= What you are asked to do =
Return the records below from the line containing "invalid arguments, otherwise" onward, exactly, through and including the last line.

= Available data =
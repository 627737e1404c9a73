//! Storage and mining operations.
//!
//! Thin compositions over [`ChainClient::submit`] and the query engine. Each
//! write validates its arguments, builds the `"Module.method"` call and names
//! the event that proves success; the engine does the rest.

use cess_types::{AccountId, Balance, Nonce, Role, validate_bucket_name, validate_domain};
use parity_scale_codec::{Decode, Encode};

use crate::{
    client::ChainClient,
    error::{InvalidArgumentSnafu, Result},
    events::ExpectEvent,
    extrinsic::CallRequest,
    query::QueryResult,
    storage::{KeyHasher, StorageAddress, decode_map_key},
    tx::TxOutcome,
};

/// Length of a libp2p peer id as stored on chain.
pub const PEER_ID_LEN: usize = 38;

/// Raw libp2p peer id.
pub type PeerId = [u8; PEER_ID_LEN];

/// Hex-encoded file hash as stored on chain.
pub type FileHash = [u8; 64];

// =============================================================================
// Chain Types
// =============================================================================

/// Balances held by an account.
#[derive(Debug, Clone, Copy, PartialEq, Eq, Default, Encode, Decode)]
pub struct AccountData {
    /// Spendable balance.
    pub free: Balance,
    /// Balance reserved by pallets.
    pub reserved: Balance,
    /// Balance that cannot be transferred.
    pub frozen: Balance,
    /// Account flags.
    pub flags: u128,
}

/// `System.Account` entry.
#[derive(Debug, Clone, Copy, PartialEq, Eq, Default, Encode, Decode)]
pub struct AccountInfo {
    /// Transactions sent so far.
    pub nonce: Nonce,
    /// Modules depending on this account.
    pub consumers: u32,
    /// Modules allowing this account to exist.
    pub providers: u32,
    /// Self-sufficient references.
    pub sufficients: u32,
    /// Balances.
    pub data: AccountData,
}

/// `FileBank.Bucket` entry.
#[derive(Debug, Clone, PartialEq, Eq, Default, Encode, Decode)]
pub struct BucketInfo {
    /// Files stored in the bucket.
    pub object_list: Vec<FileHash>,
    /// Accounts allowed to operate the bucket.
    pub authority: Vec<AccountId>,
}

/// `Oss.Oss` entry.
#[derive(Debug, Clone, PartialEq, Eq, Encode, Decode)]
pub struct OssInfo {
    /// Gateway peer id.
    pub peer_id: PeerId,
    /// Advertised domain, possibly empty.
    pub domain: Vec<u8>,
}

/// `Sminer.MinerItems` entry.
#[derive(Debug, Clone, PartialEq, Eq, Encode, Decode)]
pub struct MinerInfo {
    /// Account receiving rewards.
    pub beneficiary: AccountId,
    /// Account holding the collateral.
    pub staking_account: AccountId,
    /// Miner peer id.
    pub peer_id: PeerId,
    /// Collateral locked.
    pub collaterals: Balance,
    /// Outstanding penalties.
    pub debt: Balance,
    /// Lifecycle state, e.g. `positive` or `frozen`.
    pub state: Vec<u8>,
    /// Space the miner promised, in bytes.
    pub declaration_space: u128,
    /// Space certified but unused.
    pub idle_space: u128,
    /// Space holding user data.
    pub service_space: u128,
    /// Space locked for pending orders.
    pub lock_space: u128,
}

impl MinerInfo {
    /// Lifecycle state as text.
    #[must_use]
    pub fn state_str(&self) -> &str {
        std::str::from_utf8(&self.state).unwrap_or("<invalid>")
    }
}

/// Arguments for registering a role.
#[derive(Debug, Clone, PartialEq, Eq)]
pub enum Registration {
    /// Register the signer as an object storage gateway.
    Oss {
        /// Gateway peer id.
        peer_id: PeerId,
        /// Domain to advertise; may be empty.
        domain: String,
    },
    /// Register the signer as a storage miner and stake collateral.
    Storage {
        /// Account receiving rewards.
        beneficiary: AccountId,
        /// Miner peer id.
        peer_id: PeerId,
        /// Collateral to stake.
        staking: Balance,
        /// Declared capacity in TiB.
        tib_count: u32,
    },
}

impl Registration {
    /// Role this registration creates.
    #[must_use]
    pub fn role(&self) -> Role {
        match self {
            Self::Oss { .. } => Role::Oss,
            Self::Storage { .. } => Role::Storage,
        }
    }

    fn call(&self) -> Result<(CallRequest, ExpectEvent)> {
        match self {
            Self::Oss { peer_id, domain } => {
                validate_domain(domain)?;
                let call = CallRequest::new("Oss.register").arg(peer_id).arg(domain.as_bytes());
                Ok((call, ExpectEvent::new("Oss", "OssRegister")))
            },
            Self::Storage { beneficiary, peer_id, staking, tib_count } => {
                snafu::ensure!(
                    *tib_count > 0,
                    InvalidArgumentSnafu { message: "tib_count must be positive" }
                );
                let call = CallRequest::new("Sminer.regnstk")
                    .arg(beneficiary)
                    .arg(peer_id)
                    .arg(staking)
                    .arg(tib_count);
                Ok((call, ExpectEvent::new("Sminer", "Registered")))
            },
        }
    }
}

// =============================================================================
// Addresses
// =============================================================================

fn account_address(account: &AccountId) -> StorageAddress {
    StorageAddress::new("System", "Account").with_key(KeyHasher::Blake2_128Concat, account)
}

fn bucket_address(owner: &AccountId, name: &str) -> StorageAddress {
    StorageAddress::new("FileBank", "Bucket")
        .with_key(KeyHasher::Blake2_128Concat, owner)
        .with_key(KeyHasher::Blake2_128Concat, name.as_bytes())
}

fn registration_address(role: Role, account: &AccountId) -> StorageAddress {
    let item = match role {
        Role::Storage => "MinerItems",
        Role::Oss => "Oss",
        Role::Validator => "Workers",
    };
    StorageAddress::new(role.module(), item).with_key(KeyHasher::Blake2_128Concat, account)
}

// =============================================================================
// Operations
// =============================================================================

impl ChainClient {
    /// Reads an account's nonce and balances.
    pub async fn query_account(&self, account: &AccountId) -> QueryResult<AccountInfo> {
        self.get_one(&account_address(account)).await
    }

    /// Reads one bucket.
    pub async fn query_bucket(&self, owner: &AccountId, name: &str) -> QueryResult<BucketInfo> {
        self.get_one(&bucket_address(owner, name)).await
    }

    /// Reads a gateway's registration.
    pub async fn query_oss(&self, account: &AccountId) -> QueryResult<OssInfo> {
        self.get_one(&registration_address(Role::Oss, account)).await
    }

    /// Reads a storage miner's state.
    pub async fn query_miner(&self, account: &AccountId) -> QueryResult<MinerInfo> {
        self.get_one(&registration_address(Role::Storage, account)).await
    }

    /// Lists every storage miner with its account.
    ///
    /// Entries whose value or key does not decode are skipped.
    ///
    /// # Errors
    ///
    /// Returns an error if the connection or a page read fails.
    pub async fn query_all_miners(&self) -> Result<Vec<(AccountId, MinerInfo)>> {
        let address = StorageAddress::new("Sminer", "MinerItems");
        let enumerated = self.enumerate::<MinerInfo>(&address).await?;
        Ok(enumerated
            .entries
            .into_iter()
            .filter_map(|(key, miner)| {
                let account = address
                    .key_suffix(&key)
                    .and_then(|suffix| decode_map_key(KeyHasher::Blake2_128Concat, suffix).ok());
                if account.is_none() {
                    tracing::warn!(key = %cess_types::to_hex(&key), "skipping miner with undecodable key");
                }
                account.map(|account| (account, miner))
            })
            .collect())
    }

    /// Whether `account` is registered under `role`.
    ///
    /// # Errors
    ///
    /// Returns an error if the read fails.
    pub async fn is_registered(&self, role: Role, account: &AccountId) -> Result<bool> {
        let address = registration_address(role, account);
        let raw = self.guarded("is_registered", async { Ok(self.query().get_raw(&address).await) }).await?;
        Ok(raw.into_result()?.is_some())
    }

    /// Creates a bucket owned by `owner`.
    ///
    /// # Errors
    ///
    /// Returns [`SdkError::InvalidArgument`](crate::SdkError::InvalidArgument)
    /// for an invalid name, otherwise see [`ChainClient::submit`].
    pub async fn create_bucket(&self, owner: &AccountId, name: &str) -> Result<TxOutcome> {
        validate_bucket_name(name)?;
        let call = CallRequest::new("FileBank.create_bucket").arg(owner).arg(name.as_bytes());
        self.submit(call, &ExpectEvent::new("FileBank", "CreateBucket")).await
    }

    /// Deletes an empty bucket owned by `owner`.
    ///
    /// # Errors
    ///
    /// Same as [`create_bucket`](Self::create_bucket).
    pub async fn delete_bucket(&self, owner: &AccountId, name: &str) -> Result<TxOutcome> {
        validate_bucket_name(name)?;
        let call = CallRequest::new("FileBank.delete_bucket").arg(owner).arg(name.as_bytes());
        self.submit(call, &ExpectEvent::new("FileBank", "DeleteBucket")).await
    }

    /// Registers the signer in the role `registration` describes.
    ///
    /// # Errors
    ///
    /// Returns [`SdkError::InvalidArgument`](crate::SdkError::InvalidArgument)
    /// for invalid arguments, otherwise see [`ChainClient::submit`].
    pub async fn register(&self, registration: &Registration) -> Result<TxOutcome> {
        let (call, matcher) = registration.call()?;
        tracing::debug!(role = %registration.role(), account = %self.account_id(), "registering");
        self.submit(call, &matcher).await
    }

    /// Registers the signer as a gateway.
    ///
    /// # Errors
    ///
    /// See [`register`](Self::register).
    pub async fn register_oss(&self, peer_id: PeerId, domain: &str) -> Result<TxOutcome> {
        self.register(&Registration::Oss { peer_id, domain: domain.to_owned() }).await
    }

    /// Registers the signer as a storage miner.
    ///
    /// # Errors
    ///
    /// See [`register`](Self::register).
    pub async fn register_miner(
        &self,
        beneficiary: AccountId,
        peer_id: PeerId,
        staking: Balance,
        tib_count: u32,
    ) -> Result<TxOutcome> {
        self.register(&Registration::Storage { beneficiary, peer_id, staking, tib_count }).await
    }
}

= Finished task =
    /// for invalid arguments, otherwise see [`ChainClient::submit`].
    pub async fn register(&self, registration: &Registration) -> Result<TxOutcome> {
        let (call, matcher) = registration.call()?;
        tracing::debug!(role = %registration.role(), account = %self.account_id(), "registering");
        self.submit(call, &matcher).await
    }

    /// Registers the signer as a gateway.
    ///
    /// # Errors
    ///
    /// See [`register`](Self::register).
    pub async fn register_oss(&self, peer_id: PeerId, domain: &str) -> Result<TxOutcome> {
        self.register(&Registration::Oss { peer_id, domain: domain.to_owned() }).await
    }

    /// Registers the signer as a storage miner.
    ///
    /// # Errors
    ///
    /// See [`register`](Self::register).
    pub async fn register_miner(
        &self,
        beneficiary: AccountId,
        peer_id: PeerId,
        staking: Balance,
        tib_count: u32,
    ) -> Result<TxOutcome> {
        self.register(&Registration::Storage { beneficiary, peer_id, staking, tib_count }).await
    }
}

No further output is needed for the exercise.